College ranking is useless
In a generation where education is a lucrative game of cutthroat competition, choosing the right university was probably the biggest commitment that this class’s first-years ever had to make. For the class of 2015, this past May was a month that revolved around numbers: tuition prices, class sizes, graduation rates, student to faculty ratios, and gigantic cities versus small campuses.
And then there is the number that every first-year researched relentlessly, although most would deny basing their decision off of it: university rankings. _U.S News & World Report _released its Guide to Best Colleges this past Tuesday. To save you from a frantic Google search, I already checked: Carnegie Mellon is listed as the 23rd highest-ranked national university.

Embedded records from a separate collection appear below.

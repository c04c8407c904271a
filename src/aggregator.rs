//! Source aggregation and whitelist subtraction.

use serde::Serialize;
use std::collections::HashSet;
use tracing::{info, warn};

use crate::classifier::parse_domains;
use crate::config::{MergePolicy, SourceDescriptor};
use crate::fetcher::SourceFetcher;
use crate::utils::format_count;

/// Number of usable entries one source contributed
#[derive(Debug, Clone, PartialEq, Eq, Serialize)]
pub struct SourceCount {
    pub name: String,
    pub entries: usize,
}

/// Result of aggregating one category of sources
#[derive(Debug, Default)]
pub struct Aggregate {
    /// Unique domain entries
    pub domains: HashSet<String>,
    /// Names of sources that could not be fetched, in configured order
    pub failures: Vec<String>,
    /// Per-source entry counts for successfully fetched sources
    pub sources: Vec<SourceCount>,
}

/// Fetch and classify each source in order.
///
/// Sources are fetched one at a time. A failed fetch is recorded by name and
/// never aborts the remaining sources.
pub async fn aggregate(
    fetcher: &dyn SourceFetcher,
    sources: &[&SourceDescriptor],
    merge: MergePolicy,
) -> Aggregate {
    let mut result = Aggregate::default();

    for source in sources {
        info!("Processing list: {}", source.name);

        let content = match fetcher.fetch(source).await {
            Ok(content) => content,
            Err(e) => {
                warn!("Data retrieval failed for {}: {}", source.name, e);
                result.failures.push(source.name.clone());
                continue;
            }
        };

        let domains = parse_domains(&content);
        if domains.is_empty() {
            info!("No domain entries found in {}", source.name);
        } else {
            info!("{}: {} domain entries", source.name, format_count(domains.len()));
        }

        result.sources.push(SourceCount {
            name: source.name.clone(),
            entries: domains.len(),
        });

        match merge {
            MergePolicy::Accumulate => result.domains.extend(domains),
            MergePolicy::LastWins => result.domains = domains,
        }
    }

    result
}

/// Remove whitelisted entries from a blacklist.
///
/// Exact string comparison only: `sub.example.com` is not covered by a
/// whitelist entry `example.com`.
pub fn subtract_whitelist(
    blacklist: &HashSet<String>,
    whitelist: &HashSet<String>,
) -> HashSet<String> {
    blacklist.difference(whitelist).cloned().collect()
}
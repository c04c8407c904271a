//! Classify command implementation.

use anyhow::Result;

use crate::classifier::classify;

/// Run the classify command
pub fn run(lines: &[String]) -> Result<()> {
    for line in lines {
        println!("{}", describe(line));
    }
    Ok(())
}

fn describe(line: &str) -> String {
    match classify(line) {
        Ok(domain) => format!("{:?} -> {}", line, domain),
        Err(reason) => format!("{:?} rejected: {}", line, reason),
    }
}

University deans and presidents tend to condemn such rankings, and they should: each and every applicant does not fit into a single collegiate mold. As writer of the Fiske Guide to Colleges, 2012, Edward Fiske, said in a Pittsburgh Post-Gazette article, “the question is not, ‘What’s the best college?’ The question is, ‘What’s the best college for me?’” MIT is purported to be the fifth-best college in the nation, but an aspiring painter would receive a more accessible education at a smaller, less intense liberal arts school probably ranked at a number much greater than five. Reputation is not the way to scale an education.

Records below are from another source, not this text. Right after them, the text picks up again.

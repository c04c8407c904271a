//! Generation pipeline shared by all backends.
//!
//! ```text
//! sources ─► fetch ─► classify ─► domain sets ─► whitelist filter
//!                                                      │
//!                      ┌───────────────────────────────┤
//!                      ▼               ▼               ▼
//!                   pdnsd          dnscrypt         unbound
//!                      └──► dedup writer ──► staged file ──► rename
//! ```

use anyhow::Result;
use chrono::Local;
use std::collections::HashSet;
use std::path::PathBuf;
use tracing::info;

use crate::aggregator::{aggregate, subtract_whitelist};
use crate::backend::{emitter, Emitter};
use crate::config::{BackendKind, Config, MergePolicy};
use crate::error::SinkholeError;
use crate::fetcher::SourceFetcher;
use crate::report::{GenerationReport, OutputReport};
use crate::signal::ShutdownToken;
use crate::utils::format_count;
use crate::writer::SinkholeWriter;

/// Per-run choices layered over the configuration
#[derive(Debug, Clone)]
pub struct GenerateOptions {
    pub output_dir: PathBuf,
    pub backends: Vec<BackendKind>,
    /// Fetch and render, but write nothing
    pub dry_run: bool,
    /// Checked throughout the write phase
    pub shutdown: ShutdownToken,
}

impl GenerateOptions {
    pub fn from_config(config: &Config) -> Self {
        Self {
            output_dir: config.output_dir.clone(),
            backends: config.backends.clone(),
            dry_run: false,
            shutdown: ShutdownToken::new(),
        }
    }
}

/// Fetch every source, filter, and write one file per backend.
pub async fn generate(
    config: &Config,
    fetcher: &dyn SourceFetcher,
    options: &GenerateOptions,
) -> Result<GenerationReport> {
    let started_at = Local::now();

    let whitelist = aggregate(fetcher, &config.enabled_whitelists(), config.whitelist_merge).await;
    let blacklist = aggregate(fetcher, &config.enabled_blacklists(), MergePolicy::Accumulate).await;

    let retained = subtract_whitelist(&blacklist.domains, &whitelist.domains);
    info!(
        "{} blacklisted domains, {} whitelisted, {} retained",
        format_count(blacklist.domains.len()),
        format_count(whitelist.domains.len()),
        format_count(retained.len())
    );

    // Sorted so consecutive runs produce diffable files
    let mut domains: Vec<&str> = retained.iter().map(String::as_str).collect();
    domains.sort_unstable();

    if !options.dry_run {
        std::fs::create_dir_all(&options.output_dir)
            .map_err(|e| SinkholeError::fs(&options.output_dir, e))?;
    }

    let mut outputs = Vec::with_capacity(options.backends.len());
    for kind in &options.backends {
        options.shutdown.check()?;
        let emitter = emitter(*kind);
        let unique_lines = if options.dry_run {
            count_rendered(&emitter, &domains)
        } else {
            write_backend(&emitter, &domains, options, &started_at)?
        };

        info!(
            "{}: {} unique lines",
            emitter.kind,
            format_count(unique_lines)
        );

        outputs.push(OutputReport {
            backend: emitter.kind,
            path: options.output_dir.join(emitter.file_name),
            unique_lines,
            install_hint: (emitter.install_hint)(emitter.file_name),
        });
    }

    let mut failures = whitelist.failures;
    failures.extend(blacklist.failures);

    Ok(GenerationReport {
        generated_at: started_at,
        dry_run: options.dry_run,
        blacklist_domains: blacklist.domains.len(),
        whitelist_domains: whitelist.domains.len(),
        retained_domains: retained.len(),
        whitelist_sources: whitelist.sources,
        blacklist_sources: blacklist.sources,
        outputs,
        failures,
    })
}

fn write_backend(
    emitter: &Emitter,
    domains: &[&str],
    options: &GenerateOptions,
    started_at: &chrono::DateTime<Local>,
) -> Result<usize> {
    let header = emitter.header(started_at);
    let mut writer =
        SinkholeWriter::create(&options.output_dir, emitter.file_name, header.as_deref())?;

    for line in domains.iter().filter_map(|domain| emitter.render(domain)) {
        options.shutdown.check()?;
        writer.push(&line)?;
    }

    // Dropping the writer here discards the staged file
    options.shutdown.check()?;
    Ok(writer.finish()?)
}

fn count_rendered(emitter: &Emitter, domains: &[&str]) -> usize {
    domains
        .iter()
        .filter_map(|domain| emitter.render(domain))
        .collect::<HashSet<_>>()
        .len()
}

#[cfg(test)]
mod tests {
    use super::*;
    use crate::config::SourceDescriptor;
    use crate::fetcher::{FetchError, MockSourceFetcher};
    use std::fs;
    use tempfile::TempDir;

    fn fetcher() -> MockSourceFetcher {
        let mut fetcher = MockSourceFetcher::new();
        fetcher.expect_fetch().returning(|source| match source.name.as_str() {
            "hosts" => Ok("0.0.0.0 bad.com\n0.0.0.0 good.com\n0.0.0.0 *.ads.example.com\n".to_string()),
            "patterns" => Ok(".tracker.com\nbad.com\n".to_string()),
            "white" => Ok("good.com\n".to_string()),
            _ => Err(FetchError::HttpStatus {
                url: source.url.clone(),
                status: 500,
            }),
        });
        fetcher
    }

    fn config(dir: &TempDir) -> Config {
        Config {
            output_dir: dir.path().to_path_buf(),
            blacklists: vec![
                SourceDescriptor::new("hosts", "https://example.com/hosts"),
                SourceDescriptor::new("down", "https://example.com/down"),
                SourceDescriptor::new("patterns", "https://example.com/patterns"),
            ],
            whitelists: vec![SourceDescriptor::new("white", "https://example.com/white")],
            ..Default::default()
        }
    }

    #[tokio::test]
    async fn test_generate_all_backends() {
        let dir = TempDir::new().unwrap();
        let config = config(&dir);
        let options = GenerateOptions::from_config(&config);

        let report = generate(&config, &fetcher(), &options).await.unwrap();

        assert_eq!(report.blacklist_domains, 4);
        assert_eq!(report.whitelist_domains, 1);
        assert_eq!(report.retained_domains, 3);
        assert_eq!(report.failures, vec!["down".to_string()]);

        let pdnsd = fs::read_to_string(dir.path().join("pdnsd.sinkhole")).unwrap();
        assert!(pdnsd.starts_with("// Auto-generated list, build date "));
        let body: Vec<&str> = pdnsd.lines().skip(3).collect();
        assert_eq!(
            body,
            vec![
                "neg { name=*.ads.example.com; types = domain; }",
                "neg { name=*.tracker.com; types = domain; }",
                "rr { name=bad.com; a=0.0.0.0; }",
            ]
        );
        assert!(!pdnsd.contains("good.com"));

        let dnscrypt = fs::read_to_string(dir.path().join("dnscrypt.cloaking.txt")).unwrap();
        assert!(dnscrypt.starts_with("# Auto-generated list"));
        assert!(dnscrypt.ends_with("\n\nbad.com 0.0.0.0\n"));

        let unbound = fs::read_to_string(dir.path().join("blacklist.conf")).unwrap();
        assert_eq!(unbound, "local-zone: \"bad.com\" always_refuse\n");

        let counts: Vec<usize> = report.outputs.iter().map(|o| o.unique_lines).collect();
        assert_eq!(counts, vec![3, 1, 1]);
    }

    #[tokio::test]
    async fn test_generate_selected_backend_only() {
        let dir = TempDir::new().unwrap();
        let config = config(&dir);
        let options = GenerateOptions {
            backends: vec![BackendKind::Unbound],
            ..GenerateOptions::from_config(&config)
        };

        let report = generate(&config, &fetcher(), &options).await.unwrap();

        assert_eq!(report.outputs.len(), 1);
        assert!(dir.path().join("blacklist.conf").exists());
        assert!(!dir.path().join("pdnsd.sinkhole").exists());
    }

    #[tokio::test]
    async fn test_generate_dry_run_writes_nothing() {
        let dir = TempDir::new().unwrap();
        let config = config(&dir);
        let options = GenerateOptions {
            dry_run: true,
            output_dir: dir.path().join("never-created"),
            ..GenerateOptions::from_config(&config)
        };

        let report = generate(&config, &fetcher(), &options).await.unwrap();

        assert!(report.dry_run);
        let counts: Vec<usize> = report.outputs.iter().map(|o| o.unique_lines).collect();
        assert_eq!(counts, vec![3, 1, 1]);
        assert!(!dir.path().join("never-created").exists());
    }

    #[tokio::test]
    async fn test_generate_cancelled_finalizes_nothing() {
        let dir = TempDir::new().unwrap();
        fs::write(dir.path().join("blacklist.conf"), "previous\n").unwrap();
        let config = config(&dir);
        let options = GenerateOptions::from_config(&config);
        options.shutdown.cancel();

        let err = generate(&config, &fetcher(), &options).await.unwrap_err();

        assert!(matches!(
            err.downcast_ref::<SinkholeError>(),
            Some(SinkholeError::Cancelled)
        ));
        let names: Vec<_> = fs::read_dir(dir.path())
            .unwrap()
            .map(|e| e.unwrap().file_name())
            .collect();
        assert_eq!(names, vec![std::ffi::OsString::from("blacklist.conf")]);
        assert_eq!(
            fs::read_to_string(dir.path().join("blacklist.conf")).unwrap(),
            "previous\n"
        );
    }

    #[test]
    fn test_write_backend_cancelled_discards_staging() {
        let dir = TempDir::new().unwrap();
        let options = GenerateOptions {
            output_dir: dir.path().to_path_buf(),
            backends: vec![BackendKind::Unbound],
            dry_run: false,
            shutdown: ShutdownToken::new(),
        };
        options.shutdown.cancel();

        let result = write_backend(
            &emitter(BackendKind::Unbound),
            &["a.example.com", "b.example.com"],
            &options,
            &Local::now(),
        );

        assert!(result.is_err());
        assert_eq!(fs::read_dir(dir.path()).unwrap().count(), 0);
    }

    #[test]
    fn test_cancel_between_backends_keeps_finished_files() {
        let dir = TempDir::new().unwrap();
        fs::write(dir.path().join("blacklist.conf"), "previous\n").unwrap();
        let options = GenerateOptions {
            output_dir: dir.path().to_path_buf(),
            backends: vec![BackendKind::Pdnsd, BackendKind::Unbound],
            dry_run: false,
            shutdown: ShutdownToken::new(),
        };
        let domains = ["bad.com"];
        let started_at = Local::now();

        write_backend(&emitter(BackendKind::Pdnsd), &domains, &options, &started_at).unwrap();
        options.shutdown.cancel();
        let unbound = write_backend(
            &emitter(BackendKind::Unbound),
            &domains,
            &options,
            &started_at,
        );

        assert!(unbound.is_err());
        let pdnsd = fs::read_to_string(dir.path().join("pdnsd.sinkhole")).unwrap();
        assert!(pdnsd.ends_with("rr { name=bad.com; a=0.0.0.0; }\n"));
        assert_eq!(
            fs::read_to_string(dir.path().join("blacklist.conf")).unwrap(),
            "previous\n"
        );
    }

    #[tokio::test]
    async fn test_generate_all_sources_failed() {
        let dir = TempDir::new().unwrap();
        let config = Config {
            output_dir: dir.path().to_path_buf(),
            blacklists: vec![SourceDescriptor::new("down", "https://example.com/down")],
            whitelists: vec![],
            ..Default::default()
        };
        let options = GenerateOptions::from_config(&config);

        let report = generate(&config, &fetcher(), &options).await.unwrap();

        assert_eq!(report.failures, vec!["down".to_string()]);
        assert!(report.outputs.iter().all(|o| o.unique_lines == 0));
        // Header-only files are still produced
        let pdnsd = fs::read_to_string(dir.path().join("pdnsd.sinkhole")).unwrap();
        assert_eq!(pdnsd.lines().count(), 3);
    }
}
pub mod events;
pub mod ports;
pub mod state;
pub mod synchronizer;

pub use events::*;
pub use ports::*;
pub use state::*;
pub use synchronizer::*;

College applicants are completely aware of how much numbers matter, and they should understand why this one doesn’t. They should know better than to sway their decision because of a single ranking, yet it is difficult to simply ignore a respected publication like the U.S. News & World Report. Rankings are every college applicant’s guilty pleasure. Most people pause when asked to name the first five presidents in order, but many incoming college students can recite the top five schools in the nation without hesitation.

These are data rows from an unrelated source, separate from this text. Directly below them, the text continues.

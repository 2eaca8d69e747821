pub mod features;
pub mod projection;
pub mod types;

pub use projection::*;
pub use types::*;
use std::path::Path;
use std::time::Duration;
use waypoint_router::adapters::outbound::init_file_logger;
use waypoint_router::domains::logger::LogLevel;

// Installs the process-wide `log` backend, so it lives in its own test binary.
#[test]
fn file_logger_writes_into_the_configured_file() {
    let dir = tempfile::tempdir().unwrap();
    let path = dir.path().join("notifications.log");
    let path_str = path.to_str().unwrap();

    let logger = init_file_logger(path_str, LogLevel::Info).unwrap();
    logger.warn("route 1 failed: no path found");
    logger.info("route 2 applied");
    log::logger().flush();
    std::thread::sleep(Duration::from_millis(200));

    assert!(Path::new(&path).exists());
}
use super::frame::LocalFrame;
use crate::domains::geometry::ObstacleSet;
use geo::orient::{Direction, Orient};
use geo::{BoundingRect, Contains, Coord, Intersects, Line, Polygon as GeoPolygon, Rect};
use geo_buf::buffer_polygon_rounded;

/// Fraction of a segment trimmed off each end when the segment starts or ends
/// on an obstacle boundary.
const ENDPOINT_SLACK: f64 = 1e-6;

/// A preprocessed obstacle in the planar frame with a cached bounding box.
#[derive(Debug, Clone)]
pub struct Blocker {
    shape: GeoPolygon<f64>,
    bounds: Rect<f64>,
}

impl Blocker {
    pub fn new(shape: GeoPolygon<f64>) -> Option<Self> {
        let bounds = shape.bounding_rect()?;
        Some(Self { shape, bounds })
    }

    pub fn shape(&self) -> &GeoPolygon<f64> {
        &self.shape
    }

    pub fn bounds(&self) -> Rect<f64> {
        self.bounds
    }

    fn bounds_contain(&self, c: Coord<f64>) -> bool {
        let (min, max) = (self.bounds.min(), self.bounds.max());
        c.x >= min.x && c.x <= max.x && c.y >= min.y && c.y <= max.y
    }

    fn bounds_overlap(&self, a: Coord<f64>, b: Coord<f64>) -> bool {
        let (min, max) = (self.bounds.min(), self.bounds.max());
        a.x.max(b.x) >= min.x && a.x.min(b.x) <= max.x && a.y.max(b.y) >= min.y && a.y.min(b.y) <= max.y
    }

    /// Inside or on the boundary.
    pub fn touches_point(&self, c: Coord<f64>) -> bool {
        self.bounds_contain(c) && self.shape.intersects(&c)
    }

    /// Strictly inside, the boundary does not count.
    pub fn contains_point(&self, c: Coord<f64>) -> bool {
        self.bounds_contain(c) && self.shape.contains(&c)
    }

    pub fn touches_segment(&self, a: Coord<f64>, b: Coord<f64>) -> bool {
        self.bounds_overlap(a, b) && self.shape.intersects(&Line::new(a, b))
    }
}

/// Grow one planar obstacle outward by `buffer` meters with rounded joins.
///
/// Rings are oriented first, so either winding grows outward. An obstacle is
/// never lost: if offsetting yields nothing the unbuffered shape is kept.
pub fn grow(shape: &GeoPolygon<f64>, buffer: f64) -> Vec<GeoPolygon<f64>> {
    let shape = shape.orient(Direction::Default);
    if buffer <= 0.0 {
        return vec![shape];
    }
    let grown = buffer_polygon_rounded(&shape, buffer).0;
    if grown.is_empty() {
        tracing::warn!(buffer, "buffering produced no geometry, keeping the obstacle unbuffered");
        return vec![shape];
    }
    grown
}

/// Project, buffer and index every obstacle of a request.
pub fn prepare(frame: &LocalFrame, obstacles: &ObstacleSet, buffer: f64) -> Vec<Blocker> {
    obstacles
        .polygons()
        .flat_map(|p| grow(&frame.polygon_to_planar(p), buffer))
        .filter_map(Blocker::new)
        .collect()
}

pub fn any_touches_point(blockers: &[Blocker], c: Coord<f64>) -> bool {
    blockers.iter().any(|b| b.touches_point(c))
}

pub fn any_contains_point(blockers: &[Blocker], c: Coord<f64>) -> bool {
    blockers.iter().any(|b| b.contains_point(c))
}

/// Segment check for a leg that starts or ends at a waypoint. A waypoint on an
/// obstacle boundary may leave it, so a touch right at either end is allowed.
pub fn any_blocks_endpoint_segment(blockers: &[Blocker], a: Coord<f64>, b: Coord<f64>) -> bool {
    let slack = Coord {
        x: (b.x - a.x) * ENDPOINT_SLACK,
        y: (b.y - a.y) * ENDPOINT_SLACK,
    };
    any_touches_segment(blockers, a + slack, b - slack)
}

pub fn any_touches_segment(blockers: &[Blocker], a: Coord<f64>, b: Coord<f64>) -> bool {
    blockers.iter().any(|blocker| blocker.touches_segment(a, b))
}
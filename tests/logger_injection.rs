use std::sync::{Arc, Mutex};
use std::time::Duration;
use waypoint_router::adapters::outbound::{
    init_buffered_logger, init_console_logger, init_noop_logger, MultiLogger,
};
use waypoint_router::domains::logger::{DomainLogger, DynLogger};

#[derive(Default)]
struct BridgeCapture {
    messages: Arc<Mutex<Vec<String>>>,
}

impl DomainLogger for BridgeCapture {
    fn info(&self, msg: &str) {
        self.messages.lock().unwrap().push(format!("INFO:{}", msg));
    }
    fn warn(&self, msg: &str) {
        self.messages.lock().unwrap().push(format!("WARN:{}", msg));
    }
    fn error(&self, msg: &str) {
        self.messages.lock().unwrap().push(format!("ERR:{}", msg));
    }
}

#[tokio::test]
async fn buffered_logger_forwards_in_order() {
    let capture = Arc::new(BridgeCapture::default());
    let buffered = init_buffered_logger(capture.clone() as DynLogger, 8);

    buffered.info("one");
    buffered.warn("two");
    buffered.error("three");

    tokio::time::sleep(Duration::from_millis(50)).await;

    assert_eq!(
        *capture.messages.lock().unwrap(),
        vec!["INFO:one", "WARN:two", "ERR:three"]
    );
    assert_eq!(buffered.dropped(), 0);
}

#[tokio::test]
async fn buffered_logger_drops_when_full() {
    let capture = Arc::new(BridgeCapture::default());
    let buffered = init_buffered_logger(capture.clone() as DynLogger, 1);

    // The drain task cannot run before the first await on this runtime.
    for i in 0..5 {
        buffered.warn(&format!("burst {}", i));
    }
    assert_eq!(buffered.dropped(), 4);

    tokio::time::sleep(Duration::from_millis(50)).await;
    assert_eq!(*capture.messages.lock().unwrap(), vec!["WARN:burst 0"]);
}

#[test]
fn multi_logger_fans_out_to_every_sink() {
    let first = Arc::new(BridgeCapture::default());
    let second = Arc::new(BridgeCapture::default());
    let multi = MultiLogger::new(vec![
        first.clone() as DynLogger,
        init_noop_logger(),
        second.clone() as DynLogger,
    ]);

    multi.warn("route 3 failed: no path found");
    multi.info("ready");

    for capture in [&first, &second] {
        assert_eq!(
            *capture.messages.lock().unwrap(),
            vec!["WARN:route 3 failed: no path found", "INFO:ready"]
        );
    }
}

#[test]
fn console_and_noop_loggers_accept_everything() {
    let console = init_console_logger();
    console.info("hello");
    console.warn("careful");
    console.error("broken");

    let noop = init_noop_logger();
    noop.info("ignored");
    noop.error("ignored");
}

College ranking is petty; an education is what a student makes of it. The allure of ranks, like so much else in the world, comes from reputation and pride. It’s about feeding one’s ego when a student compares him or herself to the rest of college-bound America and realizes, “I’m ranked 23rd best in the country. That’s pretty impressive.” As awesome as it is to receive an education at one of the top twenty-five schools in the country, that rank doesn’t count for anything other than personal satisfaction. Rankings should be the last number considered by college-bound students applying to universities. But if students absolutely have to choose from one ranker, use U.S. News & World Report’s. Forbes has us at number 98; they have no idea what they’re talking about.